Keith Flint, confermata la morte per impiccagione del cantante dei Prodigy

Keith Flint, confermata la morte per impiccagione del cantante dei Prodigy

E intanto i compagni di band di Keith Flint stanno iniziando a ragionare sul loro futuro dopo la scomparsa del talentuoso artista.

Stando a quanto dichiarato dall'Ansa, il cantante dei THE PRODIGY Keith Flint si sarebbe impiccato.

Il medico legale incaricato di svolgere l'esame autoptico, Caroline Beasley-Murray, si è riservata comunque di presentare un rapporto aggiornato il 23 luglio prossimo. Il rappresentante ha poi aggiunto che il caso rimane sotto inchiesta mentre i rapporti di tossicologia sono stati già compilati.

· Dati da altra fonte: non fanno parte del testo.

//! Platform helpers below the adapters.

pub mod task_pin;
//! Tree-walking evaluator.
//!
//! Field reads go through [`Bindings`], which applies the absence policy.
//! Evaluation here only sees values that are already policy-resolved.

use std::cmp::Ordering;

use super::parser::{BinOp, Expr, Func};
use crate::error::FormulaError;
use crate::value::Value;

/// Source of field values for one record.
pub trait Bindings {
    /// Value of a referenced field, absence policy applied.
    fn lookup(&self, name: &str) -> Result<Value, FormulaError>;
}

/// Truthiness: absent is false, integers are true when non-zero, text when
/// non-empty.
pub fn truthy(value: &Value) -> bool {
    match value {
        Value::Absent => false,
        Value::Bool(b) => *b,
        Value::Int(i) => *i != 0,
        Value::Text(s) => !s.is_empty(),
    }
}

/// Type-aware equality. Absent equals absent and the empty string.
pub fn values_equal(a: &Value, b: &Value) -> bool {
    match (a, b) {
        (Value::Absent, other) | (other, Value::Absent) => other.is_blank(),
        (Value::Bool(x), Value::Bool(y)) => x == y,
        (Value::Int(x), Value::Int(y)) => x == y,
        (Value::Text(x), Value::Text(y)) => x == y,
        _ => false,
    }
}

pub fn eval(expr: &Expr, env: &dyn Bindings) -> Result<Value, FormulaError> {
    match expr {
        Expr::Literal(v) => Ok(v.clone()),
        Expr::Field(name) => env.lookup(name),
        Expr::Neg(inner) => match eval(inner, env)? {
            Value::Absent => Ok(Value::Absent),
            Value::Int(i) => i
                .checked_neg()
                .map(Value::Int)
                .ok_or(FormulaError::Overflow { op: "-" }),
            other => Err(FormulaError::Type(format!("cannot negate {other}"))),
        },
        Expr::Binary(op, lhs, rhs) => {
            let a = eval(lhs, env)?;
            let b = eval(rhs, env)?;
            binary(*op, &a, &b)
        }
        Expr::Call(func, args) => call(*func, args, env),
    }
}

fn binary(op: BinOp, a: &Value, b: &Value) -> Result<Value, FormulaError> {
    match op {
        BinOp::Eq => Ok(Value::Bool(values_equal(a, b))),
        BinOp::Ne => Ok(Value::Bool(!values_equal(a, b))),
        BinOp::Lt | BinOp::Le | BinOp::Gt | BinOp::Ge => {
            let Some(ord) = order(a, b)? else {
                return Ok(Value::Bool(false));
            };
            let result = match op {
                BinOp::Lt => ord == Ordering::Less,
                BinOp::Le => ord != Ordering::Greater,
                BinOp::Gt => ord == Ordering::Greater,
                _ => ord != Ordering::Less,
            };
            Ok(Value::Bool(result))
        }
        BinOp::Concat => Ok(Value::Text(a.coerce_text() + &b.coerce_text())),
        BinOp::Add | BinOp::Sub | BinOp::Mul | BinOp::Div => arithmetic(op, a, b),
    }
}

/// Ordering for relational operators. `None` when either side is absent.
fn order(a: &Value, b: &Value) -> Result<Option<Ordering>, FormulaError> {
    match (a, b) {
        (Value::Absent, _) | (_, Value::Absent) => Ok(None),
        (Value::Int(x), Value::Int(y)) => Ok(Some(x.cmp(y))),
        (Value::Text(x), Value::Text(y)) => Ok(Some(x.cmp(y))),
        (Value::Bool(x), Value::Bool(y)) => Ok(Some(x.cmp(y))),
        _ => Err(FormulaError::Type(format!("cannot compare {a} with {b}"))),
    }
}

fn arithmetic(op: BinOp, a: &Value, b: &Value) -> Result<Value, FormulaError> {
    let (x, y) = match (a, b) {
        (Value::Absent, _) | (_, Value::Absent) => return Ok(Value::Absent),
        (Value::Int(x), Value::Int(y)) => (*x, *y),
        _ => {
            return Err(FormulaError::Type(format!(
                "'{}' needs integers, got {a} and {b}",
                op.symbol()
            )))
        }
    };
    let result = match op {
        BinOp::Add => x.checked_add(y),
        BinOp::Sub => x.checked_sub(y),
        BinOp::Mul => x.checked_mul(y),
        _ => {
            if y == 0 {
                return Err(FormulaError::DivisionByZero);
            }
            x.checked_div(y)
        }
    };
    result.map(Value::Int).ok_or(FormulaError::Overflow { op: op.symbol() })
}

fn call(func: Func, args: &[Expr], env: &dyn Bindings) -> Result<Value, FormulaError> {
    match func {
        Func::If => {
            let cond = eval(&args[0], env)?;
            if truthy(&cond) {
                eval(&args[1], env)
            } else {
                match args.get(2) {
                    Some(otherwise) => eval(otherwise, env),
                    None => Ok(Value::Bool(false)),
                }
            }
        }
        Func::And => {
            for arg in args {
                if !truthy(&eval(arg, env)?) {
                    return Ok(Value::Bool(false));
                }
            }
            Ok(Value::Bool(true))
        }
        Func::Or => {
            for arg in args {
                if truthy(&eval(arg, env)?) {
                    return Ok(Value::Bool(true));
                }
            }
            Ok(Value::Bool(false))
        }
        Func::Xor => {
            let mut odd = false;
            for arg in args {
                odd ^= truthy(&eval(arg, env)?);
            }
            Ok(Value::Bool(odd))
        }
        Func::Not => Ok(Value::Bool(!truthy(&eval(&args[0], env)?))),
        Func::Lower => Ok(Value::Text(text_arg(args, 0, env)?.to_lowercase())),
        Func::Upper => Ok(Value::Text(text_arg(args, 0, env)?.to_uppercase())),
        Func::Trim => Ok(Value::Text(text_arg(args, 0, env)?.trim().to_string())),
        Func::Len => {
            let n = text_arg(args, 0, env)?.chars().count();
            i64::try_from(n)
                .map(Value::Int)
                .map_err(|_| FormulaError::Overflow { op: "LEN" })
        }
        Func::Find => {
            let needle = text_arg(args, 0, env)?;
            let haystack = text_arg(args, 1, env)?;
            let position = haystack
                .find(&needle)
                .map(|byte| haystack[..byte].chars().count() + 1)
                .unwrap_or(0);
            i64::try_from(position)
                .map(Value::Int)
                .map_err(|_| FormulaError::Overflow { op: "FIND" })
        }
        Func::Concatenate => {
            let mut out = String::new();
            for arg in args {
                out.push_str(&eval(arg, env)?.coerce_text());
            }
            Ok(Value::Text(out))
        }
        Func::IsBlank => Ok(Value::Bool(eval(&args[0], env)?.is_blank())),
        Func::Blank => Ok(Value::Absent),
        Func::True => Ok(Value::Bool(true)),
        Func::False => Ok(Value::Bool(false)),
    }
}

fn text_arg(args: &[Expr], idx: usize, env: &dyn Bindings) -> Result<String, FormulaError> {
    Ok(eval(&args[idx], env)?.coerce_text())
}

#[cfg(test)]
mod tests {
    use super::super::Formula;
    use super::*;
    use std::collections::BTreeMap;

    struct Map(BTreeMap<&'static str, Value>);

    impl Bindings for Map {
        fn lookup(&self, name: &str) -> Result<Value, FormulaError> {
            self.0
                .get(name)
                .cloned()
                .ok_or_else(|| FormulaError::UnknownField { name: name.into() })
        }
    }

    fn run(src: &str, fields: &[(&'static str, Value)]) -> Result<Value, FormulaError> {
        let env = Map(fields.iter().cloned().collect());
        Formula::compile(src)?.eval(&env)
    }

    #[test]
    fn question_concatenation() {
        let v = run(
            "=\"Is \" & {{Name}} & \" a language?\"",
            &[("Name", Value::text("English"))],
        )
        .unwrap();
        assert_eq!(v, Value::text("Is English a language?"));
    }

    #[test]
    fn and_not_combination() {
        let v = run(
            "=AND({{HasSyntax}}, {{RequiresParsing}}, NOT({{CanBeHeld}}))",
            &[
                ("HasSyntax", Value::Bool(true)),
                ("RequiresParsing", Value::Bool(true)),
                ("CanBeHeld", Value::Bool(false)),
            ],
        )
        .unwrap();
        assert_eq!(v, Value::Bool(true));
    }

    #[test]
    fn if_selects_branch() {
        let src = "=IF({{DistanceFromConcept}} = 1, \"IsMirrorOf\", \"IsDescriptionOf\")";
        assert_eq!(
            run(src, &[("DistanceFromConcept", Value::Int(1))]).unwrap(),
            Value::text("IsMirrorOf")
        );
        assert_eq!(
            run(src, &[("DistanceFromConcept", Value::Int(2))]).unwrap(),
            Value::text("IsDescriptionOf")
        );
    }

    #[test]
    fn find_is_one_based_and_zero_when_missing() {
        assert_eq!(run("=FIND(\"b\", \"abc\")", &[]).unwrap(), Value::Int(2));
        assert_eq!(run("=FIND(\"z\", \"abc\")", &[]).unwrap(), Value::Int(0));
        assert_eq!(
            run("=FIND(\"lang\", LOWER(\"A LANGuage\"))", &[]).unwrap(),
            Value::Int(3)
        );
    }

    #[test]
    fn absent_semantics() {
        assert_eq!(
            run("={{N}} = \"\"", &[("N", Value::Absent)]).unwrap(),
            Value::Bool(true)
        );
        assert_eq!(
            run("={{N}} > 3", &[("N", Value::Absent)]).unwrap(),
            Value::Bool(false)
        );
        assert_eq!(
            run("={{N}} + 3", &[("N", Value::Absent)]).unwrap(),
            Value::Absent
        );
        assert_eq!(
            run("=\"[\" & {{N}} & \"]\"", &[("N", Value::Absent)]).unwrap(),
            Value::text("[]")
        );
        assert_eq!(
            run("=ISBLANK({{N}})", &[("N", Value::Absent)]).unwrap(),
            Value::Bool(true)
        );
    }

    #[test]
    fn checked_arithmetic() {
        assert_eq!(run("=7 / 2", &[]).unwrap(), Value::Int(3));
        assert_eq!(run("=-(2 - 5) * 2", &[]).unwrap(), Value::Int(6));
        assert_eq!(run("=1 / 0", &[]), Err(FormulaError::DivisionByZero));
        assert!(matches!(
            run("=9223372036854775807 + 1", &[]),
            Err(FormulaError::Overflow { .. })
        ));
    }

    #[test]
    fn mixed_type_ordering_is_an_error() {
        assert!(matches!(
            run("=1 < \"a\"", &[]),
            Err(FormulaError::Type(_))
        ));
    }

    #[test]
    fn xor_and_or() {
        assert_eq!(run("=XOR(TRUE, TRUE, TRUE)", &[]).unwrap(), Value::Bool(true));
        assert_eq!(run("=OR(FALSE, 0, \"\")", &[]).unwrap(), Value::Bool(false));
        assert_eq!(run("=OR(FALSE, \"x\")", &[]).unwrap(), Value::Bool(true));
    }

    #[test]
    fn bools_concatenate_as_words() {
        assert_eq!(
            run("=CONCATENATE(TRUE, \"/\", 3)", &[]).unwrap(),
            Value::text("true/3")
        );
    }

    #[test]
    fn if_without_else_is_false() {
        assert_eq!(run("=IF(FALSE, 1)", &[]).unwrap(), Value::Bool(false));
    }
}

Non sono ancora noti i risultati delle analisi per capire se hanno trovato o meno della droga, ricordiamo infatti che il cantante ha avuto un passato importante da tossico dipendente. Assurto alla notorietà internazionale con i Prodigy negli anni 90, prima come ballerino-uomo immagine, quindi come cantante, aveva alle spalle una storia di tossicodipendenza. Il suicidio era stato evocato fin da subito dai media del Regno e da altri componenti della band, come il leader Liam Howlett: "Non posso crederci, ma nostro fratello Keith si è tolto la vita durante il fine settimana - aveva scritto su Instagram - Sono scioccato, fottutamente arrabbiato, confuso e ho il cuore spezzato". Negli scorsi giorni sui loro account ufficiali sui social hanno ringraziato i fan per l'affetto mostrato in questo periodo difficilissimo.